Vietnam on famil, en famille
|Playing with restaurant staff at Temple Club, Saigon.|
It's not often I do a blog about the family, mainly because the term 'mummy blogger' makes me cringe, and also because I think most people would be bored with twee tails of my junior assistant. But if you're not, here goes:
Living in Australia and wanting to holiday with kids, conventional wisdom says you holiday either at your local beach, in Queensland or, further afield, in Bali or Fiji. Lovely places all of them, but hello? How limited is that?
What little advice I read about babies and Vietnam was a truism in the Lonely Planet that the main problem is controlling what they put in their mouths.

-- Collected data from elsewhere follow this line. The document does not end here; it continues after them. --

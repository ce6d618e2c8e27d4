// Copyright (C) 2020-2026 Andy Kurnia.

use super::{alphabet, board_layout, command, matrix, validator};
use std::time::Instant;

#[derive(Clone, Copy)]
struct CrossSet {
    // bit t is set when letter t may be laid here
    bits: u32,
    // face value of the perpendicular tiles already on the board
    score: i16,
    has_cross_word: bool,
}

const ANY_LETTER: u32 = !1;

const UNCONSTRAINED: CrossSet = CrossSet {
    bits: ANY_LETTER,
    score: 0,
    has_cross_word: false,
};

// How many recursion steps between deadline checks.
const DEADLINE_CHECK_INTERVAL: u32 = 1024;

#[derive(Clone, Debug, PartialEq, Eq)]
pub struct Candidate {
    pub placement: command::Placement,
    pub points: u32,
}

pub struct Search {
    pub candidates: Vec<Candidate>,
    // When set, candidates holds only what was found before the deadline.
    pub timed_out: bool,
}

// Cross-sets for plays in the `down` direction; their cross-words run the
// other way. Indexed like board cells; occupied cells get no letters.
fn gen_cross_sets(board_snapshot: &validator::BoardSnapshot, down: bool) -> Box<[CrossSet]> {
    let board = board_snapshot.board;
    let dim = board.dim();
    let (dr, dc) = if down { (0, 1) } else { (1, 0) };
    let mut cross_sets = vec![UNCONSTRAINED; dim.num_cells()].into_boxed_slice();
    let mut word_buffer = Vec::with_capacity(std::cmp::max(dim.rows, dim.cols) as usize);
    for row in 0..dim.rows {
        for col in 0..dim.cols {
            let cell_idx = dim.at_row_col(row, col);
            if board.tile_at(row, col) != 0 {
                cross_sets[cell_idx] = CrossSet {
                    bits: 0,
                    score: 0,
                    has_cross_word: false,
                };
                continue;
            }
            if board.tile_at(row - dr, col - dc) == 0 && board.tile_at(row + dr, col + dc) == 0 {
                continue;
            }
            let before = board.word_at(row - dr, col - dc, !down);
            let after = board.word_at(row + dr, col + dc, !down);
            // word_at on an empty square is empty, so only adjacent runs count
            word_buffer.clear();
            if board.tile_at(row - dr, col - dc) != 0 {
                word_buffer.extend_from_slice(&before.tiles);
            }
            let pos = word_buffer.len();
            word_buffer.push(0);
            if board.tile_at(row + dr, col + dc) != 0 {
                word_buffer.extend_from_slice(&after.tiles);
            }
            let alphabet = board_snapshot.alphabet();
            let score = word_buffer
                .iter()
                .map(|&tile| alphabet.score(tile) as i16)
                .sum::<i16>();
            let mut bits = 0u32;
            for letter in 1..alphabet.len() {
                word_buffer[pos] = letter;
                if board_snapshot.accepts(&word_buffer) {
                    bits |= 1 << letter;
                }
            }
            cross_sets[cell_idx] = CrossSet {
                bits,
                score,
                has_cross_word: true,
            };
        }
    }
    cross_sets
}

struct Env<'a> {
    board_snapshot: &'a validator::BoardSnapshot<'a>,
    alphabet: &'static alphabet::Alphabet<'static>,
    cross_sets: &'a [CrossSet],
    rack_tally: Box<[u8]>,
    strider: matrix::Strider,
    down: bool,
    lane: i8,
    // squares a word may hook onto: occupied, next to a tile, or the star
    is_anchor: Vec<bool>,
    word_buffer: Vec<u8>,
    start: i8,
    num_played: i8,
    first_played_idx: i8,
    deadline: Option<Instant>,
    steps: u32,
    timed_out: bool,
    found: Vec<Candidate>,
}

impl Env<'_> {
    #[inline(always)]
    fn tile_at(&self, idx: i8) -> u8 {
        self.board_snapshot.board.cells()[self.strider.at(idx)].tile
    }

    fn deadline_passed(&self) -> bool {
        self.deadline.is_some_and(|deadline| Instant::now() >= deadline)
    }

    fn has_prefix(&self) -> bool {
        self.board_snapshot.dictionary.has_prefix(
            self.board_snapshot.dictionary_id,
            &self.alphabet.fmt_lookup(&self.word_buffer),
        )
    }

    // Some start within reach of the rack must touch an anchor.
    fn can_start_at(&self, start: i8) -> bool {
        if start > 0 && self.tile_at(start - 1) != 0 {
            return false;
        }
        let rack_len = self.rack_tally.iter().map(|&n| n as i32).sum::<i32>();
        let mut empties = 0;
        for idx in start..self.strider.len() {
            if self.tile_at(idx) == 0 {
                if empties == rack_len {
                    break;
                }
                empties += 1;
            }
            if self.is_anchor[idx as usize] {
                return true;
            }
        }
        false
    }
}

fn record(env: &mut Env, main_score: i16, cross_score: i16, word_multiplier: i16) {
    // A lone tile forming words both ways is already found across.
    if env.down
        && env.num_played == 1
        && env.cross_sets[env.strider.at(env.first_played_idx)].has_cross_word
    {
        return;
    }
    let game_config = env.board_snapshot.game_config;
    let points = main_score * word_multiplier
        + cross_score
        + game_config.num_played_bonus(env.num_played);
    let (row, col) = env
        .board_snapshot
        .board
        .dim()
        .row_col(env.down, env.lane, env.start);
    env.found.push(Candidate {
        placement: command::Placement {
            row,
            col,
            down: env.down,
            word: env.word_buffer.clone().into_boxed_slice(),
        },
        points: points.max(0) as u32,
    });
}

fn extend(
    env: &mut Env,
    mut idx: i8,
    mut main_score: i16,
    cross_score: i16,
    word_multiplier: i16,
    mut touched: bool,
) {
    env.steps += 1;
    if env.steps % DEADLINE_CHECK_INTERVAL == 0 && env.deadline_passed() {
        env.timed_out = true;
    }
    if env.timed_out {
        return;
    }

    let len = env.strider.len();
    let word_len_on_entry = env.word_buffer.len();
    // tiles already on the board are part of the word
    while idx < len {
        let tile = env.tile_at(idx);
        if tile == 0 {
            break;
        }
        env.word_buffer.push(tile);
        main_score += env.alphabet.score(tile) as i16;
        touched = true;
        idx += 1;
    }
    if env.word_buffer.len() > word_len_on_entry && !env.has_prefix() {
        env.word_buffer.truncate(word_len_on_entry);
        return;
    }

    if env.num_played > 0
        && touched
        && env.word_buffer.len() >= 2
        && env.board_snapshot.accepts(&env.word_buffer)
    {
        record(env, main_score, cross_score, word_multiplier);
    }

    if idx < len {
        let cell_idx = env.strider.at(idx);
        let cross_set = env.cross_sets[cell_idx];
        let premium = env.board_snapshot.board.cells()[cell_idx].bonus.premium();
        let touched = touched || env.is_anchor[idx as usize];
        for rack_tile in 0..env.rack_tally.len() {
            if env.rack_tally[rack_tile] == 0 {
                continue;
            }
            env.rack_tally[rack_tile] -= 1;
            env.num_played += 1;
            if env.num_played == 1 {
                env.first_played_idx = idx;
            }
            if rack_tile as u8 == alphabet::BLANK {
                for letter in 1..env.alphabet.len() {
                    if cross_set.bits & (1 << letter) != 0 {
                        lay_tile(
                            env,
                            idx,
                            letter | alphabet::BLANK_FLAG,
                            cross_set,
                            premium,
                            (main_score, cross_score, word_multiplier),
                            touched,
                        );
                    }
                }
            } else if cross_set.bits & (1 << rack_tile) != 0 {
                lay_tile(
                    env,
                    idx,
                    rack_tile as u8,
                    cross_set,
                    premium,
                    (main_score, cross_score, word_multiplier),
                    touched,
                );
            }
            env.num_played -= 1;
            env.rack_tally[rack_tile] += 1;
        }
    }

    env.word_buffer.truncate(word_len_on_entry);
}

fn lay_tile(
    env: &mut Env,
    idx: i8,
    tile: u8,
    cross_set: CrossSet,
    premium: board_layout::Premium,
    (main_score, cross_score, word_multiplier): (i16, i16, i16),
    touched: bool,
) {
    env.word_buffer.push(tile);
    if env.has_prefix() {
        let tile_value = env.alphabet.score(tile) as i16 * premium.tile_multiplier as i16;
        let cross_score = if cross_set.has_cross_word {
            cross_score + (cross_set.score + tile_value) * premium.word_multiplier as i16
        } else {
            cross_score
        };
        extend(
            env,
            idx + 1,
            main_score + tile_value,
            cross_score,
            word_multiplier * premium.word_multiplier as i16,
            touched,
        );
    }
    env.word_buffer.pop();
}

// Every legal placement of rack tiles, each scored as calculate_points
// would. Stops early once the deadline passes.
pub fn generate_placements(
    board_snapshot: &validator::BoardSnapshot,
    rack: &[u8],
    deadline: Option<Instant>,
) -> Search {
    let alphabet = board_snapshot.alphabet();
    let board = board_snapshot.board;
    let dim = board.dim();
    let is_first_turn = board.is_empty();
    let mut search = Search {
        candidates: Vec::new(),
        timed_out: false,
    };
    if rack.is_empty() {
        return search;
    }
    let mut rack_tally = vec![0u8; alphabet.len() as usize].into_boxed_slice();
    for &tile in rack {
        rack_tally[alphabet::rack_tile_of(tile) as usize] += 1;
    }

    for down in [false, true] {
        let cross_sets = gen_cross_sets(board_snapshot, down);
        let mut env = Env {
            board_snapshot,
            alphabet,
            cross_sets: &cross_sets,
            rack_tally: rack_tally.clone(),
            strider: dim.lane(down, 0),
            down,
            lane: 0,
            is_anchor: Vec::new(),
            word_buffer: Vec::new(),
            start: 0,
            num_played: 0,
            first_played_idx: 0,
            deadline,
            steps: 0,
            timed_out: false,
            found: std::mem::take(&mut search.candidates),
        };
        for lane in 0..dim.num_lanes(down) {
            env.lane = lane;
            env.strider = dim.lane(down, lane);
            env.is_anchor.clear();
            for idx in 0..env.strider.len() {
                let (row, col) = dim.row_col(down, lane, idx);
                env.is_anchor.push(if is_first_turn {
                    row == board.star_row() && col == board.star_col()
                } else {
                    board.tile_at(row, col) != 0 || board.has_occupied_neighbor(row, col)
                });
            }
            for start in 0..env.strider.len() {
                if !env.can_start_at(start) {
                    continue;
                }
                if env.deadline_passed() {
                    env.timed_out = true;
                }
                if env.timed_out {
                    break;
                }
                env.start = start;
                env.word_buffer.clear();
                extend(&mut env, start, 0, 0, 1, false);
            }
        }
        search.candidates = env.found;
        if env.timed_out {
            log::debug!(
                "placement search stopped at the deadline with {} candidates",
                search.candidates.len()
            );
            search.timed_out = true;
            return search;
        }
    }
    search
}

So true, especially when I watched her throw her dummy onto the ground in Saigon's main wet (very wet) fish market. A kind trader hosed the dummy down with cold water and then watched carefully to see if I'd reinsert. I diverted the awkward situation by pausing to give the baby a drink of water after thanking the trader and walking off, mid-drink.
Fiji trades on its affinity with children: the same should be said for Vietnam. The staff on Vietnam Airlines played with her curls incessantly, taking lots of photos and trying to stuff her with chocolate cake, and it was no different throughout the country. As another traveller said to me recently, "Asia is far more patient with children than our Western countries."
|Chilling out in a bassinet aboard the Vietnam |
Airways flight to Saigon (Ho Chi Minh City).
I stayed in four and five-star hotels, so paid accordingl: the going rate for babysitters was $8/hour, comparable to Bali's five-star hotel rates. Thanks to the three-hour time difference, the baby slept around 7 or 8pm, as the sun was going down, and I organised babysitters to co-incide when she'd be sleeping: easier on her, easier on them. I also spotted plenty of shops in the big cities selling bottles, dummies, wipes and nappies: babies are big business in Vietnam.
The main issues were the same ones we adults encounter: keeping hydrated and avoiding the hottest and most humid times of the day. In August, Saigon was cooler and drier, whereas the noise and heat of Hanoi's Old Quarter meant two hours outside at the most. Any more than that, and there were tears. I thought rooftop cafes would be a good, breezy escape, except there were so many escape routes - mainly over the side of unfenced terraces. Not so good.
A few pointers:
Most milk sold in Vietnam is sweetened, so ask for non-sweetened for babies' bottles.
I have had success with night flights, as the baby is so exhausted, she'll sleep all the way home, unless another kid starts bellyaching (which happened recently coming home from Bali. No fun for anyone, especially his parents).
In Hanoi, I used our pram for cool, early morning walks around the lake to watch the locals play badminton and do martial-looking exercises. Otherwise, the sidewalks are almost non-existent, so baby carriers make more sense, though kids do get hot if squished against you for a long time.
Gorgeous tropical fruit is everywhere - the usual rule applies to peel everything.
Essential packing items:
Dummy cord (see fish market above).
Baby food tubes (Rafferty's Garden etc - they're not packed in glass so they're unsmashable, and sometimes kids like a taste of home such as spag bol or lamb casserole, no matter what the age. They're great squirted over rice for a bigger meal.)
A toybag with short colouring-in pencils, books for the plane and favourite soft toy. 101 Dalmations, on Disney Channel, was invaluable, with plenty of time spent woofing at the screen.
Photos of family from home, so she didn't miss her papa or nana.
(PS: if you're wondering about the headline, 'famil' is short for 'familiarisation', slang for a press trip.)